Requirement ->
Go through the records and report each line holding the string "other".

---*---

//! Sync triggers that keep two columns or two tables consistent while both
//! are live.
//!
//! Every trigger is a `BEFORE ... FOR EACH ROW` trigger bound to a PL/pgSQL
//! function. Names are derived from a short label (`t1`, `t2`, `t3`) and the
//! table name, so contract and rollback can drop them without stored state:
//!
//! - trigger `zd_{label}_{table}`
//! - function `zd_{label}_{table}_sync`
//!
//! Column triggers only fire when their source column changed
//! (`IS DISTINCT FROM`), so a forward and a backward trigger on the same pair
//! never chase each other. Table triggers are guarded by
//! `pg_trigger_depth() < 1`: a write made by the opposite trigger is not
//! echoed back.

use serde::{Deserialize, Serialize};

use crate::core::identifier::{generated_name, quote_pg, TableRef};
use crate::core::operation::Operation;
use crate::core::schema::TableDescriptor;
use crate::error::{Result, ZdError};

/// What a sync trigger copies.
#[derive(Debug, Clone, PartialEq, Eq, Serialize, Deserialize)]
#[serde(tag = "scope", rename_all = "snake_case")]
pub enum SyncKind {
    Column {
        from: String,
        to: String,
        on_insert: bool,
        on_update: bool,
    },
    Table {
        destination: TableRef,
        columns: Vec<String>,
        key: Vec<String>,
    },
}

/// A trigger plus its function, ready to render.
#[derive(Debug, Clone, PartialEq, Eq, Serialize, Deserialize)]
pub struct SyncTrigger {
    pub label: String,
    pub table: TableRef,
    pub kind: SyncKind,
}

pub fn trigger_name(label: &str, table: &TableRef) -> String {
    generated_name(&["zd", label, &table.name])
}

pub fn function_name(label: &str, table: &TableRef) -> String {
    generated_name(&["zd", label, &table.name, "sync"])
}

/// Column-level sync from `from` into `to` on `table`.
///
/// On UPDATE the trigger copies `from` into `to` whenever `from` changed.
/// On INSERT it copies whichever column the writer supplied into the other
/// one, preferring `to` when both are set.
pub fn build_column_sync(
    label: &str,
    table: &TableRef,
    from: &str,
    to: &str,
    on_insert: bool,
    on_update: bool,
) -> Result<Operation> {
    if !on_insert && !on_update {
        return Err(ZdError::Config(format!(
            "Sync trigger {} on {} must fire on INSERT or UPDATE",
            label, table
        )));
    }
    if from == to {
        return Err(ZdError::Config(format!(
            "Sync trigger {} on {} cannot copy column {} onto itself",
            label, table, from
        )));
    }

    Ok(Operation::CreateSyncTrigger(SyncTrigger {
        label: label.to_string(),
        table: table.clone(),
        kind: SyncKind::Column {
            from: from.to_string(),
            to: to.to_string(),
            on_insert,
            on_update,
        },
    }))
}

/// Table-level sync mirroring INSERT, UPDATE and DELETE on `source` into
/// `destination`, matching rows by the primary key of `descriptor`.
pub fn build_table_sync(
    label: &str,
    source: &TableRef,
    destination: &TableRef,
    descriptor: &TableDescriptor,
) -> Result<Operation> {
    if !descriptor.has_pk() {
        return Err(ZdError::NoRowIdentifier(source.to_string()));
    }
    if let Some(missing) = descriptor
        .primary_column_names
        .iter()
        .find(|k| !descriptor.column_names.contains(k))
    {
        return Err(ZdError::Config(format!(
            "Primary key column {} is not a column of {}",
            missing, source
        )));
    }

    Ok(Operation::CreateSyncTrigger(SyncTrigger {
        label: label.to_string(),
        table: source.clone(),
        kind: SyncKind::Table {
            destination: destination.clone(),
            columns: descriptor.column_names.clone(),
            key: descriptor.primary_column_names.clone(),
        },
    }))
}

/// Drop the trigger and function installed under `label` on `table`.
pub fn drop_sync(label: &str, table: &TableRef) -> Operation {
    Operation::DropSyncTrigger {
        label: label.to_string(),
        table: table.clone(),
    }
}

impl SyncTrigger {
    /// Render `CREATE OR REPLACE FUNCTION` followed by `CREATE TRIGGER`.
    ///
    /// An existing trigger of the same name is dropped first so a re-run
    /// of a partially applied expand does not fail.
    pub fn render(&self) -> Result<Vec<String>> {
        let table = self.table.render()?;
        let function = self.table.sibling(function_name(&self.label, &self.table)).render()?;
        let trigger = quote_pg(&trigger_name(&self.label, &self.table))?;

        let (body, events, when) = match &self.kind {
            SyncKind::Column {
                from,
                to,
                on_insert,
                on_update,
            } => column_body(from, to, *on_insert, *on_update)?,
            SyncKind::Table {
                destination,
                columns,
                key,
            } => table_body(destination, columns, key)?,
        };

        let create_function = format!(
            "CREATE OR REPLACE FUNCTION {}() RETURNS TRIGGER\n    LANGUAGE plpgsql\nAS $$\nBEGIN\n{}END;\n$$",
            function, body
        );
        let drop_trigger = format!("DROP TRIGGER IF EXISTS {} ON {}", trigger, table);
        let create_trigger = format!(
            "CREATE TRIGGER {}\n    BEFORE {} ON {}\n    FOR EACH ROW\n    WHEN ({})\n    EXECUTE PROCEDURE {}()",
            trigger, events, table, when, function
        );
        Ok(vec![create_function, drop_trigger, create_trigger])
    }
}

/// Render the statements for [`Operation::DropSyncTrigger`].
pub fn render_drop(label: &str, table: &TableRef) -> Result<Vec<String>> {
    let trigger = quote_pg(&trigger_name(label, table))?;
    let function = table.sibling(function_name(label, table)).render()?;
    Ok(vec![
        format!("DROP TRIGGER IF EXISTS {} ON {}", trigger, table.render()?),
        format!("DROP FUNCTION IF EXISTS {}()", function),
    ])
}

fn column_body(
    from: &str,
    to: &str,
    on_insert: bool,
    on_update: bool,
) -> Result<(String, &'static str, String)> {
    let from = quote_pg(from)?;
    let to = quote_pg(to)?;

    let insert_branch = format!(
        "IF NEW.{to} IS NOT NULL THEN\n        NEW.{from} := NEW.{to};\n    ELSE\n        NEW.{to} := NEW.{from};\n    END IF;",
        from = from,
        to = to
    );

    let result = match (on_insert, on_update) {
        (true, true) => (
            format!(
                "    IF (TG_OP = 'INSERT') THEN\n        {insert}\n    ELSIF NEW.{from} IS DISTINCT FROM OLD.{from} THEN\n        NEW.{to} := NEW.{from};\n    END IF;\n    RETURN NEW;\n",
                insert = insert_branch.replace("\n    ", "\n        "),
                from = from,
                to = to
            ),
            "INSERT OR UPDATE",
            "TRUE".to_string(),
        ),
        (false, true) => (
            format!("    NEW.{} := NEW.{};\n    RETURN NEW;\n", to, from),
            "UPDATE",
            format!("OLD.{0} IS DISTINCT FROM NEW.{0}", from),
        ),
        (true, false) => (
            format!("    {}\n    RETURN NEW;\n", insert_branch),
            "INSERT",
            format!("NEW.{} IS DISTINCT FROM NEW.{}", from, to),
        ),
        (false, false) => {
            return Err(ZdError::Config(
                "Sync trigger must fire on INSERT or UPDATE".to_string(),
            ))
        }
    };
    Ok(result)
}

fn table_body(
    destination: &TableRef,
    columns: &[String],
    key: &[String],
) -> Result<(String, &'static str, String)> {
    let dst = destination.render()?;
    let cols = columns.iter().map(|c| quote_pg(c)).collect::<Result<Vec<_>>>()?;
    let keys = key.iter().map(|c| quote_pg(c)).collect::<Result<Vec<_>>>()?;

    let col_list = cols.join(", ");
    let new_values = cols
        .iter()
        .map(|c| format!("NEW.{}", c))
        .collect::<Vec<_>>()
        .join(", ");
    let key_list = keys.join(", ");
    let match_old = keys
        .iter()
        .map(|k| format!("{0} = OLD.{0}", k))
        .collect::<Vec<_>>()
        .join(" AND ");

    let insert = format!(
        "INSERT INTO {} ({}) VALUES ({}) ON CONFLICT ({}) DO NOTHING;",
        dst, col_list, new_values, key_list
    );

    let body = format!(
        "    IF (TG_OP = 'INSERT') THEN\n        {insert}\n        RETURN NEW;\n    ELSIF (TG_OP = 'UPDATE') THEN\n        UPDATE {dst} SET ({cols}) = ROW({values}) WHERE {matcher};\n        IF NOT FOUND THEN\n            {insert}\n        END IF;\n        RETURN NEW;\n    ELSIF (TG_OP = 'DELETE') THEN\n        DELETE FROM {dst} WHERE {matcher};\n        RETURN OLD;\n    END IF;\n    RETURN NULL;\n",
        insert = insert,
        dst = dst,
        cols = col_list,
        values = new_values,
        matcher = match_old
    );

    Ok((
        body,
        "INSERT OR UPDATE OR DELETE",
        "pg_trigger_depth() < 1".to_string(),
    ))
}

---*---

Output below ->
//! never chase each other. Table triggers are guarded by
/// On INSERT it copies whichever column the writer supplied into the other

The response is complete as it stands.